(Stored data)
★ ★ ★ ★

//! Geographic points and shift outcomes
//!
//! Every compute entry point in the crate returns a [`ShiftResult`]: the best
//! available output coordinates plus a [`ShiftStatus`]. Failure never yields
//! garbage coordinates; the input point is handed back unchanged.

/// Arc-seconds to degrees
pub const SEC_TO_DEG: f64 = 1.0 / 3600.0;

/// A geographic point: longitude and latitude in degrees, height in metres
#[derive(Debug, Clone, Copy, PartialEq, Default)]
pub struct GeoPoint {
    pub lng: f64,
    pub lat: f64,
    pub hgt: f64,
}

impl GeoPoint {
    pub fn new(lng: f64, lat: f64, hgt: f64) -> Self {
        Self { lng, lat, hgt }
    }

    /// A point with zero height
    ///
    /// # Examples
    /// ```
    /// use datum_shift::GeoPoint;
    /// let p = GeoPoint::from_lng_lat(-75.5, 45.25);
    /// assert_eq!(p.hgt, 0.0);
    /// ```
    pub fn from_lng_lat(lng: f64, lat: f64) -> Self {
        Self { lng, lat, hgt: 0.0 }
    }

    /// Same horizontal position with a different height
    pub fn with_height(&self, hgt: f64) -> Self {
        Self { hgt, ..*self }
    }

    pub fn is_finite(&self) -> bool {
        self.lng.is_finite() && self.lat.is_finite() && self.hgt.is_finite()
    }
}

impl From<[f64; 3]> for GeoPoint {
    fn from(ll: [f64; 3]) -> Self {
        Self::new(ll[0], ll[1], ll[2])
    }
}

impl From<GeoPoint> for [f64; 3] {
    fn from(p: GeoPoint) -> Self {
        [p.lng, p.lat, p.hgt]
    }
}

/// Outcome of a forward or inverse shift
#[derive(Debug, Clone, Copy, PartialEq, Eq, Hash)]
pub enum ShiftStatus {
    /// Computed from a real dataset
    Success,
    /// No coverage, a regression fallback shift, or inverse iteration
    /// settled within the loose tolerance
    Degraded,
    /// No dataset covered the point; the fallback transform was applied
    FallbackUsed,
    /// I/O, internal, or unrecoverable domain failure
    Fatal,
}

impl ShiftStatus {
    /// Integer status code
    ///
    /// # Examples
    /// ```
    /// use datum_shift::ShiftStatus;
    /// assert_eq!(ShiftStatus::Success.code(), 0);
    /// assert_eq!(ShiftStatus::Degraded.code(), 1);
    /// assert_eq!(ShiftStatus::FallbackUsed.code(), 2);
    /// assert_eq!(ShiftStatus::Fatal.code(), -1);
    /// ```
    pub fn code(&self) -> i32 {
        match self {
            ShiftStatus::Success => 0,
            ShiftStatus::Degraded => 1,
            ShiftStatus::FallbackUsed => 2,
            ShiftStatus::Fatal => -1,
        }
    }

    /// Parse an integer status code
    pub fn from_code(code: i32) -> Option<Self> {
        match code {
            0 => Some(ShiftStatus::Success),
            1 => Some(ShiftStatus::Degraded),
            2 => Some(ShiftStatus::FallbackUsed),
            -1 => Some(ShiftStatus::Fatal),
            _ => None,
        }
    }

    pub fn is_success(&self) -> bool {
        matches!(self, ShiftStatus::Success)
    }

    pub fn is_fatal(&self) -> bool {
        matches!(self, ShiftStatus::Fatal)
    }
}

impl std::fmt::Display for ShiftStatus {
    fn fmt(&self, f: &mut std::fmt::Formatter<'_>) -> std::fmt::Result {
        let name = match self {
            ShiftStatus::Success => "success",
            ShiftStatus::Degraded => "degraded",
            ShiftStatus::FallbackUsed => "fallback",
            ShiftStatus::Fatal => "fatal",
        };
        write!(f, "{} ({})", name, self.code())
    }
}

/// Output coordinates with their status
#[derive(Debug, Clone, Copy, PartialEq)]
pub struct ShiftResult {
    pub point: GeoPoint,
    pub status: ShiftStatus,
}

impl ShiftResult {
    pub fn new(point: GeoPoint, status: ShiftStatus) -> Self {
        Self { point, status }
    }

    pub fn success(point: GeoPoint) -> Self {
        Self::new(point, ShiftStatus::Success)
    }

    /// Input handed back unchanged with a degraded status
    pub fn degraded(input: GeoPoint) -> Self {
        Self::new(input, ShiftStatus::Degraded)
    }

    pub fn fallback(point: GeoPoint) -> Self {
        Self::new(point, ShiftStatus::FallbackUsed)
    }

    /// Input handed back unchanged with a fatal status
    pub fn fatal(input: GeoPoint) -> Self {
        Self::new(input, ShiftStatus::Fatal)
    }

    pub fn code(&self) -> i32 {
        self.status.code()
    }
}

★ ★ ★ ★

*Task goal*: Would you mind giving all the records again exactly?

*Written solution*:
//! Geographic points and shift outcomes
//!
//! Every compute entry point in the crate returns a [`ShiftResult`]: the best
//! available output coordinates plus a [`ShiftStatus`]. Failure never yields
//! garbage coordinates; the input point is handed back unchanged.

/// Arc-seconds to degrees
pub const SEC_TO_DEG: f64 = 1.0 / 3600.0;

/// A geographic point: longitude and latitude in degrees, height in metres
#[derive(Debug, Clone, Copy, PartialEq, Default)]
pub struct GeoPoint {
    pub lng: f64,
    pub lat: f64,
    pub hgt: f64,
}

impl GeoPoint {
    pub fn new(lng: f64, lat: f64, hgt: f64) -> Self {
        Self { lng, lat, hgt }
    }

    /// A point with zero height
    ///
    /// # Examples
    /// ```
    /// use datum_shift::GeoPoint;
    /// let p = GeoPoint::from_lng_lat(-75.5, 45.25);
    /// assert_eq!(p.hgt, 0.0);
    /// ```
    pub fn from_lng_lat(lng: f64, lat: f64) -> Self {
        Self { lng, lat, hgt: 0.0 }
    }

    /// Same horizontal position with a different height
    pub fn with_height(&self, hgt: f64) -> Self {
        Self { hgt, ..*self }
    }

    pub fn is_finite(&self) -> bool {
        self.lng.is_finite() && self.lat.is_finite() && self.hgt.is_finite()
    }
}

impl From<[f64; 3]> for GeoPoint {
    fn from(ll: [f64; 3]) -> Self {
        Self::new(ll[0], ll[1], ll[2])
    }
}

impl From<GeoPoint> for [f64; 3] {
    fn from(p: GeoPoint) -> Self {
        [p.lng, p.lat, p.hgt]
    }
}

/// Outcome of a forward or inverse shift
#[derive(Debug, Clone, Copy, PartialEq, Eq, Hash)]
pub enum ShiftStatus {
    /// Computed from a real dataset
    Success,
    /// No coverage, a regression fallback shift, or inverse iteration
    /// settled within the loose tolerance
    Degraded,
    /// No dataset covered the point; the fallback transform was applied
    FallbackUsed,
    /// I/O, internal, or unrecoverable domain failure
    Fatal,
}

impl ShiftStatus {
    /// Integer status code
    ///
    /// # Examples
    /// ```
    /// use datum_shift::ShiftStatus;
    /// assert_eq!(ShiftStatus::Success.code(), 0);
    /// assert_eq!(ShiftStatus::Degraded.code(), 1);
    /// assert_eq!(ShiftStatus::FallbackUsed.code(), 2);
    /// assert_eq!(ShiftStatus::Fatal.code(), -1);
    /// ```
    pub fn code(&self) -> i32 {
        match self {
            ShiftStatus::Success => 0,
            ShiftStatus::Degraded => 1,
            ShiftStatus::FallbackUsed => 2,
            ShiftStatus::Fatal => -1,
        }
    }

    /// Parse an integer status code
    pub fn from_code(code: i32) -> Option<Self> {
        match code {
            0 => Some(ShiftStatus::Success),
            1 => Some(ShiftStatus::Degraded),
            2 => Some(ShiftStatus::FallbackUsed),
            -1 => Some(ShiftStatus::Fatal),
            _ => None,
        }
    }

    pub fn is_success(&self) -> bool {
        matches!(self, ShiftStatus::Success)
    }

    pub fn is_fatal(&self) -> bool {
        matches!(self, ShiftStatus::Fatal)
    }
}

impl std::fmt::Display for ShiftStatus {
    fn fmt(&self, f: &mut std::fmt::Formatter<'_>) -> std::fmt::Result {
        let name = match self {
            ShiftStatus::Success => "success",
            ShiftStatus::Degraded => "degraded",
            ShiftStatus::FallbackUsed => "fallback",
            ShiftStatus::Fatal => "fatal",
        };
        write!(f, "{} ({})", name, self.code())
    }
}

/// Output coordinates with their status
#[derive(Debug, Clone, Copy, PartialEq)]
pub struct ShiftResult {
    pub point: GeoPoint,
    pub status: ShiftStatus,
}

impl ShiftResult {
    pub fn new(point: GeoPoint, status: ShiftStatus) -> Self {
        Self { point, status }
    }

    pub fn success(point: GeoPoint) -> Self {
        Self::new(point, ShiftStatus::Success)
    }

    /// Input handed back unchanged with a degraded status
    pub fn degraded(input: GeoPoint) -> Self {
        Self::new(input, ShiftStatus::Degraded)
    }

    pub fn fallback(point: GeoPoint) -> Self {
        Self::new(point, ShiftStatus::FallbackUsed)
    }

    /// Input handed back unchanged with a fatal status
    pub fn fatal(input: GeoPoint) -> Self {
        Self::new(input, ShiftStatus::Fatal)
    }

    pub fn code(&self) -> i32 {
        self.status.code()
    }
}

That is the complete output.